WHAT TO PRODUCE
Please work out how many lines in the material contain "Alaska" and give only that figure.

________________

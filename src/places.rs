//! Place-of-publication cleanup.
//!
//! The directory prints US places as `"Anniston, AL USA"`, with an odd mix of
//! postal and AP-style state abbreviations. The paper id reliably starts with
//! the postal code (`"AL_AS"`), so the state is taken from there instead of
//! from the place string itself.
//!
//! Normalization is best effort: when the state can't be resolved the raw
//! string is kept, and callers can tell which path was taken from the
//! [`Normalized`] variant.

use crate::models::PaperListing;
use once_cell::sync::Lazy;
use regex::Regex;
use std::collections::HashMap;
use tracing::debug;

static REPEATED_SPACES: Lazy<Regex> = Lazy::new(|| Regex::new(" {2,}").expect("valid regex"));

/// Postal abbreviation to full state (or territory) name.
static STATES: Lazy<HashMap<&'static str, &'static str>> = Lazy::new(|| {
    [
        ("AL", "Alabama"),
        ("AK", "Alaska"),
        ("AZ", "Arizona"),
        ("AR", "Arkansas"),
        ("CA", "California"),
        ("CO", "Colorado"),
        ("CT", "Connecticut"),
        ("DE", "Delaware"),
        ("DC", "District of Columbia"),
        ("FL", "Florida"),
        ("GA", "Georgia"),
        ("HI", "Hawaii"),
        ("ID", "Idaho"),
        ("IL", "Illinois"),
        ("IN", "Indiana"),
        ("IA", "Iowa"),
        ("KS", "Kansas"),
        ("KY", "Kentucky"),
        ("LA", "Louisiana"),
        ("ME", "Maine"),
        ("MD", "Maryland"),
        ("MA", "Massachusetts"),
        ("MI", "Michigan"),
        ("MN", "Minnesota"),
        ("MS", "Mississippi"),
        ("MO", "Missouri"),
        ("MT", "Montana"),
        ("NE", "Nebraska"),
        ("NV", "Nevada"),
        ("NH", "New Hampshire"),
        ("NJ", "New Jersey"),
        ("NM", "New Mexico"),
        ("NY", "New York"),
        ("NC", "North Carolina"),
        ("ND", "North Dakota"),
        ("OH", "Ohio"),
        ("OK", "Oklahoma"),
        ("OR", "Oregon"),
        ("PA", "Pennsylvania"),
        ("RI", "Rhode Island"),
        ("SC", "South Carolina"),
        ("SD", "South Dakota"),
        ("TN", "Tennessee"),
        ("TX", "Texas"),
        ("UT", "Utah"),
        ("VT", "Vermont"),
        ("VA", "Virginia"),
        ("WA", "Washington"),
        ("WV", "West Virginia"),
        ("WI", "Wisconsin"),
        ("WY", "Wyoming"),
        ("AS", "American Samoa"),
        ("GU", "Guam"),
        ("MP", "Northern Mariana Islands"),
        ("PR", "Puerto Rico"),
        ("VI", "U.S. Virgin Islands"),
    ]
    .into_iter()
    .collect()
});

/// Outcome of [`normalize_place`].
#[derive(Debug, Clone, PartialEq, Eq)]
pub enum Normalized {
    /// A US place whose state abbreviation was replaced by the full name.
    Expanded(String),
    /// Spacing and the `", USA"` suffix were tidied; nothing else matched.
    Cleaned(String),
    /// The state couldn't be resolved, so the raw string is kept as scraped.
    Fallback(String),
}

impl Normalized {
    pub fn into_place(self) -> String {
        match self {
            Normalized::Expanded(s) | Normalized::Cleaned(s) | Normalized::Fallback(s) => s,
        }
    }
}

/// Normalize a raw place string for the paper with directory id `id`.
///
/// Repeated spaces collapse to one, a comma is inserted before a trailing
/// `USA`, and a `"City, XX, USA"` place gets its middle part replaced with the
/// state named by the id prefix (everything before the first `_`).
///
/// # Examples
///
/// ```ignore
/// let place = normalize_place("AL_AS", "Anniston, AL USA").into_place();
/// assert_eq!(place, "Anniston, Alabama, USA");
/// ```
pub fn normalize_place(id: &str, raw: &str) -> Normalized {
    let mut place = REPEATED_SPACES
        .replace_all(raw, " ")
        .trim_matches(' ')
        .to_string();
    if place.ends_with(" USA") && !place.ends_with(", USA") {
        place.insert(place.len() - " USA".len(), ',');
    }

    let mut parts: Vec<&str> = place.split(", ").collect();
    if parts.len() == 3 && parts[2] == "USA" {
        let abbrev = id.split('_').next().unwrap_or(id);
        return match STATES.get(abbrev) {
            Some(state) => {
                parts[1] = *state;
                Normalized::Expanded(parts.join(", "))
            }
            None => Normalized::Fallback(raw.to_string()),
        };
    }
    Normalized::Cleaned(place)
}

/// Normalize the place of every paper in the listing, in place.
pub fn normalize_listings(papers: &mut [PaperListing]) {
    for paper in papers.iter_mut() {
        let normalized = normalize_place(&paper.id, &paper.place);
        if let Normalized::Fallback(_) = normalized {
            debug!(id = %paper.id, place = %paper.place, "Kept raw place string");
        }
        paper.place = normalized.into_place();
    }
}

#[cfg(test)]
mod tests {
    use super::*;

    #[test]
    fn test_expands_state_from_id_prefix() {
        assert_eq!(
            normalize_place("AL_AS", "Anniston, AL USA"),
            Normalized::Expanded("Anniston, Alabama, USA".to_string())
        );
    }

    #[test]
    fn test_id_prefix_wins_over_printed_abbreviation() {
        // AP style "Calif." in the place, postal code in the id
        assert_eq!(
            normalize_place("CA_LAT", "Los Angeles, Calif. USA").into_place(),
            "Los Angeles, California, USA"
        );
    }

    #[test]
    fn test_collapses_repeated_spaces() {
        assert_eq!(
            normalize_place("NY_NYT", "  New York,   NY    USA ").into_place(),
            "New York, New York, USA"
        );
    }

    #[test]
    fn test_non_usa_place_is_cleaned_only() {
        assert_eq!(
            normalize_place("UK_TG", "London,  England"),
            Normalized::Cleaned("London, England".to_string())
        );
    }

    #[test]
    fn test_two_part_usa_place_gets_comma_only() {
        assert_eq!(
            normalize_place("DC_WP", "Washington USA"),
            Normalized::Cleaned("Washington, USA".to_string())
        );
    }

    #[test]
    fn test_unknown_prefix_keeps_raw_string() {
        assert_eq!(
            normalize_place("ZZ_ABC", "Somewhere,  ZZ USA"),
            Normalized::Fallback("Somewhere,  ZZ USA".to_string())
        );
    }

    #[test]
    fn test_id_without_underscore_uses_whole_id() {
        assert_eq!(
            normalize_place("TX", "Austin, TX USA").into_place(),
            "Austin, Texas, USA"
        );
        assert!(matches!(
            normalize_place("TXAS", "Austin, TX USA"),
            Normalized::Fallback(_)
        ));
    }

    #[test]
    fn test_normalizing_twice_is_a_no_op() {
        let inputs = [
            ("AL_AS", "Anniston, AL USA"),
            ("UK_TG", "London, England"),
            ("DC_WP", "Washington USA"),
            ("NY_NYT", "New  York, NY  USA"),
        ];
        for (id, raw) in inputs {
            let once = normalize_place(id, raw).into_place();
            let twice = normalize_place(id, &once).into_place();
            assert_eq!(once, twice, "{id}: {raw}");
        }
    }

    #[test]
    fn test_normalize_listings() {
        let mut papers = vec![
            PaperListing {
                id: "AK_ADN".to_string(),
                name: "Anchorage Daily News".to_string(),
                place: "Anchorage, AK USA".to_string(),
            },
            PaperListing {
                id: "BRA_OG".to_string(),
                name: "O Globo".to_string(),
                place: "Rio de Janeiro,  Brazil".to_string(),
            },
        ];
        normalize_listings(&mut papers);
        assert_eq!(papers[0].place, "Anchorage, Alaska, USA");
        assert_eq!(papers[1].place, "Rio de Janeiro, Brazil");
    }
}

________________

ANSWER BOX
2